Analysis

Russian Troops in Crimea After Yanukovich Deposed

Russian troops secure the naval base at Sevastopol.

Days after the ouster of Ukraine’s president Viktor Yanukovich, who was considered an ally of neighboring Russia’s, Russian troops were spotted in Sevastopol and another 150,000 soldiers put on high alert for war games near the Ukrainian border.

Canada’s The Globe and Mail newspaper reported on Wednesday that Russian military personnel had set up a checkpoint on the main highway that connects the Crimean capital Simferopol and Sevastopol, a city on the Black Sea coast that headquarters Russia’s Black Sea Fleet.

Russian defense minister Sergei Shoigu was quoted by the state news agency RIA as saying that the authorities in Moscow were “carefully watching what is happening in Crimea” and taking “measures to guarantee the safety of facilities, infrastructure and arsenals of the Black Sea Fleet.”

In recent days, thousands of ethnic Russians living in the Crimea have demonstrated for independence from Kiev where an interim government was formed over the weekend by Oleksandr Turchynov, the former parliamentary speaker. Yanukovich called the takeover a “coup d’état.”

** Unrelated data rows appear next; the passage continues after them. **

//! Command line interface for the `wirework` binary.
//!
//! Shared with the build script, which renders it as a man page.

use std::{net::SocketAddr, path::PathBuf};

use clap::Parser;

/// Command line arguments for the `wirework` binary.
#[derive(Debug, Parser)]
#[command(
    name = "wirework",
    version,
    about = "Run a wirework echo server on message id 0"
)]
pub struct Cli {
    /// TOML configuration file. Flags override its values.
    #[arg(short, long, value_name = "FILE")]
    pub config: Option<PathBuf>,

    /// Interface to bind.
    #[arg(long)]
    pub host: Option<String>,

    /// TCP port to bind.
    #[arg(short, long)]
    pub port: Option<u16>,

    /// Number of dispatch workers; 0 handles requests inline.
    #[arg(short, long)]
    pub workers: Option<usize>,

    /// Serve Prometheus metrics on this address.
    #[arg(long, value_name = "ADDR")]
    pub metrics_addr: Option<SocketAddr>,
}
//! Registry of live connections.
//!
//! [`ConnectionManager`] maps [`ConnectionId`]s to [`Connection`] handles so
//! handlers and the server can look up, enumerate and stop connections. The
//! server registers a connection before its start hook runs and removes it
//! after the stop hook has fired.

use dashmap::{DashMap, mapref::entry::Entry};
use log::debug;
use thiserror::Error;

use crate::connection::{Connection, ConnectionId};

/// Errors returned by [`ConnectionManager`].
#[derive(Clone, Copy, Debug, Error, PartialEq, Eq)]
pub enum ManagerError {
    /// A connection with the same identifier is already registered.
    #[error("{0} is already registered")]
    Duplicate(ConnectionId),
    /// No connection is registered under the identifier.
    #[error("{0} not found")]
    NotFound(ConnectionId),
}

/// Concurrent registry of live connections keyed by [`ConnectionId`].
///
/// `DashMap` shards its locks, so mutations and iteration contend only
/// within a shard.
#[derive(Default)]
pub struct ConnectionManager(DashMap<ConnectionId, Connection>);

impl ConnectionManager {
    /// Create an empty registry.
    #[must_use]
    pub fn new() -> Self { Self::default() }

    /// Register a connection.
    ///
    /// # Errors
    ///
    /// Returns [`ManagerError::Duplicate`] if the identifier is taken. The
    /// existing entry is left untouched.
    pub fn add(&self, conn: Connection) -> Result<(), ManagerError> {
        let id = conn.id();
        match self.0.entry(id) {
            Entry::Occupied(_) => Err(ManagerError::Duplicate(id)),
            Entry::Vacant(slot) => {
                slot.insert(conn);
                debug!("connection registered: id={id}, live={}", self.0.len());
                Ok(())
            }
        }
    }

    /// Unregister a connection, returning it if it was present.
    pub fn remove(&self, id: ConnectionId) -> Option<Connection> {
        self.0.remove(&id).map(|(_, conn)| conn)
    }

    /// Look up a live connection.
    ///
    /// # Errors
    ///
    /// Returns [`ManagerError::NotFound`] if no connection has that identifier.
    pub fn get(&self, id: ConnectionId) -> Result<Connection, ManagerError> {
        self.0
            .get(&id)
            .map(|entry| entry.value().clone())
            .ok_or(ManagerError::NotFound(id))
    }

    /// Number of registered connections.
    #[must_use]
    pub fn len(&self) -> usize { self.0.len() }

    /// Whether no connections are registered.
    #[must_use]
    pub fn is_empty(&self) -> bool { self.0.is_empty() }

    /// Identifiers of registered connections in ascending order.
    #[must_use]
    pub fn ids(&self) -> Vec<ConnectionId> {
        let mut ids: Vec<ConnectionId> = self.0.iter().map(|entry| *entry.key()).collect();
        ids.sort_unstable();
        ids
    }

    /// Stop every registered connection and empty the registry.
    ///
    /// Each shard is stopped and emptied under its write lock, so a
    /// connection added concurrently is either stopped here or stays
    /// registered. Stopping only signals the connections; their tasks finish
    /// tearing down and fire stop hooks asynchronously.
    pub fn clear_all(&self) {
        let mut stopped = 0_usize;
        self.0.retain(|_, conn| {
            conn.stop();
            stopped += 1;
            false
        });
        debug!("connection registry cleared: stopped={stopped}");
    }
}

impl std::fmt::Debug for ConnectionManager {
    fn fmt(&self, f: &mut std::fmt::Formatter<'_>) -> std::fmt::Result {
        f.debug_struct("ConnectionManager")
            .field("len", &self.len())
            .finish()
    }
}
//! Helpers for the wire byte order.
//!
//! Both head fields are little-endian. Keeping the conversions here scopes the
//! Clippy expectations to the two places that touch raw integer bytes.

/// Serialise a `u32` in wire byte order (little-endian).
///
/// # Examples
///
/// ```
/// use wirework::byte_order::write_wire_u32;
///
/// assert_eq!(write_wire_u32(0x1234_5678), [0x78, 0x56, 0x34, 0x12]);
/// ```
#[must_use]
pub fn write_wire_u32(value: u32) -> [u8; 4] {
    #[expect(
        clippy::little_endian_bytes,
        reason = "The frame head is little-endian on the wire."
    )]
    value.to_le_bytes()
}

/// Parse a wire-order `u32` from its on-wire representation.
///
/// # Examples
///
/// ```
/// use wirework::byte_order::read_wire_u32;
///
/// assert_eq!(read_wire_u32([0x78, 0x56, 0x34, 0x12]), 0x1234_5678);
/// ```
#[must_use]
pub fn read_wire_u32(bytes: [u8; 4]) -> u32 {
    #[expect(
        clippy::little_endian_bytes,
        reason = "The frame head is little-endian on the wire."
    )]
    u32::from_le_bytes(bytes)
}
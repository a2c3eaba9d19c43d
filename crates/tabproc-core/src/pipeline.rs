//! Ordered operation lists and the JSON pipeline file format

use crate::condition::{RowCondition, TextMatchMode, ValueCondition};
use crate::error::{Error, Result};
use crate::operation::{FilterRow, Head, Operation, Sort};
use crate::parser::{read_table, DsvOptions};
use crate::status::ProcessStatus;
use crate::table::Table;
use crate::writer::write_table;
use serde::{Deserialize, Serialize};
use std::collections::{BTreeMap, HashMap};
use std::fs;
use std::path::{Path, PathBuf};
use std::rc::Rc;
use tracing::{debug, warn};

/// A sequence of operations applied in order
#[derive(Debug, Clone, Default, PartialEq)]
pub struct Pipeline {
    steps: Vec<Operation>,
}

impl Pipeline {
    pub fn new() -> Self {
        Self::default()
    }

    pub fn from_steps(steps: Vec<Operation>) -> Self {
        Self { steps }
    }

    pub fn steps(&self) -> &[Operation] {
        &self.steps
    }

    pub fn steps_mut(&mut self) -> &mut Vec<Operation> {
        &mut self.steps
    }

    pub fn push(&mut self, operation: Operation) {
        self.steps.push(operation);
    }

    pub fn len(&self) -> usize {
        self.steps.len()
    }

    pub fn is_empty(&self) -> bool {
        self.steps.is_empty()
    }

    /// Breadcrumb segment for a step, e.g. `#2 Sort`
    pub fn step_title(index: usize, operation: &Operation) -> String {
        format!("#{} {}", index + 1, operation.title())
    }

    /// Verify every step without touching any table
    pub fn verify(&self) -> ProcessStatus {
        let mut status = ProcessStatus::new();
        for (index, operation) in self.steps.iter().enumerate() {
            status.merge(
                operation
                    .verify_arguments()
                    .reparent(&Self::step_title(index, operation)),
            );
        }
        status
    }

    /// Verify, then apply each step in turn.
    ///
    /// The table is left untouched when verification fails. Otherwise steps
    /// run until one reports an error; later steps are skipped.
    pub fn run(&self, table: &mut Table) -> ProcessStatus {
        let mut status = self.verify();
        if !status.is_success() {
            return status;
        }
        for (index, operation) in self.steps.iter().enumerate() {
            let before = table.row_count();
            let step = operation
                .operate(table)
                .reparent(&Self::step_title(index, operation));
            debug!(
                step = index + 1,
                operation = operation.title(),
                rows_before = before,
                rows_after = table.row_count(),
                "applied step"
            );
            for entry in &step.warnings {
                warn!("{}", entry);
            }
            let failed = !step.is_success();
            status.merge(step);
            if failed {
                debug!(step = index + 1, "stopping after failed step");
                break;
            }
        }
        status
    }

    /// Bind every table operand by name
    pub fn bind(&mut self, tables: &HashMap<String, Rc<Table>>) -> Result<()> {
        for operation in &mut self.steps {
            for operand in operation.table_operands_mut() {
                let table = tables
                    .get(operand.name())
                    .ok_or_else(|| Error::UnknownTable(operand.name().to_string()))?;
                operand.bind(Rc::clone(table));
            }
        }
        Ok(())
    }
}

/// Where a table lives and how to read it
#[derive(Debug, Clone, PartialEq, Serialize, Deserialize)]
pub struct TableSource {
    pub path: PathBuf,
    #[serde(flatten)]
    pub options: DsvOptions,
}

impl TableSource {
    pub fn new(path: impl Into<PathBuf>, options: DsvOptions) -> Self {
        Self {
            path: path.into(),
            options,
        }
    }

    pub fn read(&self) -> Result<Table> {
        read_table(&self.path, &self.options)
    }

    pub fn write(&self, table: &Table) -> Result<()> {
        write_table(table, &self.path, &self.options)
    }
}

/// A pipeline file on disk
///
/// Relative paths are taken as they are, relative to the working directory.
#[derive(Debug, Clone, PartialEq, Serialize, Deserialize)]
pub struct PipelineFile {
    pub input: TableSource,
    /// Extra tables referenced by name from join and concatenation steps
    #[serde(default)]
    pub tables: BTreeMap<String, TableSource>,
    pub steps: Vec<Operation>,
    #[serde(default, skip_serializing_if = "Option::is_none")]
    pub output: Option<TableSource>,
}

impl PipelineFile {
    /// Load a pipeline file from JSON
    pub fn load<P: AsRef<Path>>(path: P) -> Result<Self> {
        let content = fs::read_to_string(path.as_ref()).map_err(|e| Error::FileRead {
            path: path.as_ref().to_path_buf(),
            source: e,
        })?;
        serde_json::from_str(&content).map_err(Error::Json)
    }

    /// Save the pipeline file to JSON
    pub fn save<P: AsRef<Path>>(&self, path: P) -> Result<()> {
        let content = serde_json::to_string_pretty(self)?;
        fs::write(path.as_ref(), content).map_err(|e| Error::FileWrite {
            path: path.as_ref().to_path_buf(),
            source: e,
        })?;
        Ok(())
    }

    /// Starter pipeline showing the file layout
    pub fn template() -> Self {
        Self {
            input: TableSource::new("input.tsv", DsvOptions::default().header(true)),
            tables: BTreeMap::new(),
            steps: vec![
                Operation::FilterRow(FilterRow {
                    condition: RowCondition::column(
                        0,
                        ValueCondition::not(ValueCondition::IsEmpty),
                    ),
                }),
                Operation::FilterRow(FilterRow {
                    condition: RowCondition::any_column(ValueCondition::text(
                        TextMatchMode::Contains,
                        "example",
                        false,
                    )),
                }),
                Operation::Sort(Sort::default()),
                Operation::Head(Head { count: 100 }),
            ],
            output: Some(TableSource::new(
                "output.tsv",
                DsvOptions::default().header(true),
            )),
        }
    }

    /// Read every named table
    pub fn read_tables(&self) -> Result<HashMap<String, Rc<Table>>> {
        self.tables
            .iter()
            .map(|(name, source)| Ok((name.clone(), Rc::new(source.read()?))))
            .collect()
    }

    /// Build the pipeline with its table operands bound
    pub fn pipeline(&self, tables: &HashMap<String, Rc<Table>>) -> Result<Pipeline> {
        let mut pipeline = Pipeline::from_steps(self.steps.clone());
        pipeline.bind(tables)?;
        Ok(pipeline)
    }

    /// Build an unbound pipeline; operand steps fail verification
    pub fn unbound_pipeline(&self) -> Pipeline {
        Pipeline::from_steps(self.steps.clone())
    }
}

#[cfg(test)]
mod tests {
    use super::*;
    use crate::operation::{Join, SkipHead, TableOperand};
    use tempfile::tempdir;

    #[test]
    fn test_verify_titles_steps() {
        let pipeline = Pipeline::from_steps(vec![
            Operation::Head(Head { count: 1 }),
            Operation::FilterRow(FilterRow::default()),
        ]);
        let status = pipeline.verify();
        assert_eq!(status.errors.len(), 1);
        assert_eq!(status.errors[0].target, "#2 Filter rows > Unset");
    }

    #[test]
    fn test_run_refuses_invalid_pipeline() {
        let pipeline = Pipeline::from_steps(vec![
            Operation::Head(Head { count: 1 }),
            Operation::Head(Head { count: -1 }),
        ]);
        let mut table = Table::from_str_rows(&[&["a"], &["b"], &["c"]], false);
        let status = pipeline.run(&mut table);
        assert!(!status.is_success());
        assert_eq!(table.row_count(), 3);
    }

    #[test]
    fn test_run_applies_in_order() {
        let pipeline = Pipeline::from_steps(vec![
            Operation::SkipHead(SkipHead { count: 1 }),
            Operation::Head(Head { count: 1 }),
        ]);
        let mut table = Table::from_str_rows(&[&["a"], &["b"], &["c"]], false);
        let status = pipeline.run(&mut table);
        assert!(status.is_success());
        assert_eq!(table.rows(), &[vec!["b".to_string()]]);
    }

    #[test]
    fn test_run_stops_at_failed_step() {
        let mut pipeline = Pipeline::new();
        pipeline.push(Operation::EditColumn(crate::operation::EditColumn {
            source_index: 0,
            conversion: crate::conversion::ValueConversion::arithmetic(
                crate::numeric::NumericDomain::Integer,
                crate::numeric::ArithmeticOp::Add,
                "1",
            ),
        }));
        pipeline.push(Operation::Head(Head { count: 0 }));
        let mut table = Table::from_str_rows(&[&["1"], &["x"]], false);
        let status = pipeline.run(&mut table);
        assert_eq!(status.errors.len(), 1);
        assert!(status.errors[0].target.starts_with("#1 Edit column > Row 1"));
        assert_eq!(table.row_count(), 2);
    }

    #[test]
    fn test_bind_unknown_table() {
        let mut pipeline = Pipeline::from_steps(vec![Operation::InnerJoin(Join {
            target: TableOperand::named("missing"),
            ..Join::default()
        })]);
        let result = pipeline.bind(&HashMap::new());
        assert!(matches!(result, Err(Error::UnknownTable(name)) if name == "missing"));
    }

    #[test]
    fn test_pipeline_file_round_trip() {
        let dir = tempdir().unwrap();
        let path = dir.path().join("pipeline.json");
        let file = PipelineFile::template();
        file.save(&path).unwrap();
        let loaded = PipelineFile::load(&path).unwrap();
        assert_eq!(loaded, file);
        assert!(loaded.unbound_pipeline().verify().is_success());
    }

    #[test]
    fn test_pipeline_file_defaults() {
        let json = r#"{
            "input": { "path": "in.csv", "separator": "," },
            "steps": [ { "type": "distinct" } ]
        }"#;
        let file: PipelineFile = serde_json::from_str(json).unwrap();
        assert_eq!(file.input.options.separator, ",");
        assert!(!file.input.options.has_header);
        assert_eq!(file.input.options.encoding, "utf-8");
        assert!(file.tables.is_empty());
        assert!(file.output.is_none());
    }
}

The transition came after months of protests against Yanukovich’s shock decision late last year to scuttle a trade deal with the European Union and deepen ties with his country’s former Soviet master Russia instead. Especially in the western parts of Ukraine that were formerly part of the Austro-Hungarian Empire and Poland, people rebelled.

The Crimea, which was part of the Russian Empire for almost two centuries before Soviet leader Nikita Khrushchev transferred it to what was then the Ukrainian Soviet Socialist Republic in 1954, is mainly populated by ethnic Russians and a bastion of Yanukovich supporters. The former president is believed to be hiding there.

Ethnic Tatars, the indigenous population of the peninsula, look more favorably on events in Kiev. Most Tatars were deported to Central Asia by Joseph Stalin in 1944 on suspicion of collaborating with the Nazis. Tens of thousands returned after Ukraine gained its independence with the collapse of the Soviet Union in 1991. They are now a minority in what used to be their homeland.